Briefly

Indianapolis

Gunman kills campus officer; suspect dies

A man fatally shot a Butler University police officer Friday outside the school’s basketball arena, triggering a manhunt that ended with police shooting a suspect who later died.

The suspect, identified as Kahdir Al Khattab, 26, was taken to a hospital in critical condition, police said. He died about six hours later.

The 31-year-old officer, James Davis, was called after police received a report of a suspicious person inside Hinkle Fieldhouse, where the women’s basketball team was practicing, police Sgt. Steve Staletovich said.

The man was outside the building when Davis arrived. Witnesses reported hearing a single gunshot, then seeing the man pick up a gun and run away, Staletovich said. The gun belonged to Davis, he added.

California

Juvenile prison staffers fired after beating video

Six counselors at a high-security juvenile prison have been fired after an investigation found that two of them used excessive force during a fight with two inmates, and the four others falsified reports about the beating.

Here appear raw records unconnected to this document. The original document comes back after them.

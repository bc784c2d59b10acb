// Shutdown Token
// Cooperative cancellation shared by the caller, the queue and its loops

use tokio_util::sync::CancellationToken;

/// Shutdown signal for graceful termination
///
/// Cloning shares the same signal. A child token fires when its parent does
/// but can also be fired on its own.
#[derive(Clone, Debug, Default)]
pub struct ShutdownToken {
    token: CancellationToken,
}

impl ShutdownToken {
    /// A token that only fires through a [`ShutdownSender`] or a parent
    pub fn new() -> Self {
        Self::default()
    }

    /// Check if shutdown was requested
    pub fn is_shutdown(&self) -> bool {
        self.token.is_cancelled()
    }

    /// Wait for shutdown signal
    pub async fn wait(&self) {
        self.token.cancelled().await
    }

    /// Derive a token that also fires when `self` does
    pub fn child(&self) -> ShutdownToken {
        Self {
            token: self.token.child_token(),
        }
    }
}

impl From<CancellationToken> for ShutdownToken {
    fn from(token: CancellationToken) -> Self {
        Self { token }
    }
}

/// Shutdown sender
pub struct ShutdownSender {
    token: CancellationToken,
}

impl ShutdownSender {
    /// Signal shutdown to every holder of the paired token
    pub fn shutdown(&self) {
        self.token.cancel();
    }
}

/// Create a shutdown channel
pub fn shutdown_channel() -> (ShutdownSender, ShutdownToken) {
    let token = CancellationToken::new();
    (
        ShutdownSender {
            token: token.clone(),
        },
        ShutdownToken { token },
    )
}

The fight, videotaped Jan. 20 at the N.A. Chaderjian Youth Correctional Facility near Stockton, began between the two youths and two counselors.

On the video, broadcast across the nation, the two counselors continued to beat the youths after they were subdued, and other counselors joined in.

The six have appealed their firing.

Houston

Teenager charged with murder in sword attack

Police said a teenager used a 2-foot sword to kill his neighbor during an argument, then struck the man’s elderly mother before her relatives could seize the weapon.

Jose Alberto Martinez, 18, was charged with murder and aggravated assault in the death of Gabriel Flores, 42. He was jailed Friday in lieu of $40,000 bail, investigators said.

Sheriffs Sgt. James Parker said Martinez brought the sword to show it to Flores. The two were drinking when the argument started, and Martinez allegedly stabbed Flores several times before striking Flores’ mother, Parker said.

The woman was in good condition, officials said.

Washington, D.C.

Pentagon releases more Bush Guard records

The Pentagon released 10 pages of records from President Bush’s Vietnam-era service in the Texas Air National Guard Friday, but the files shed no new light on his career.

The records include several that have been released before and others that are administrative files or cover letters to other documents that have been previously released.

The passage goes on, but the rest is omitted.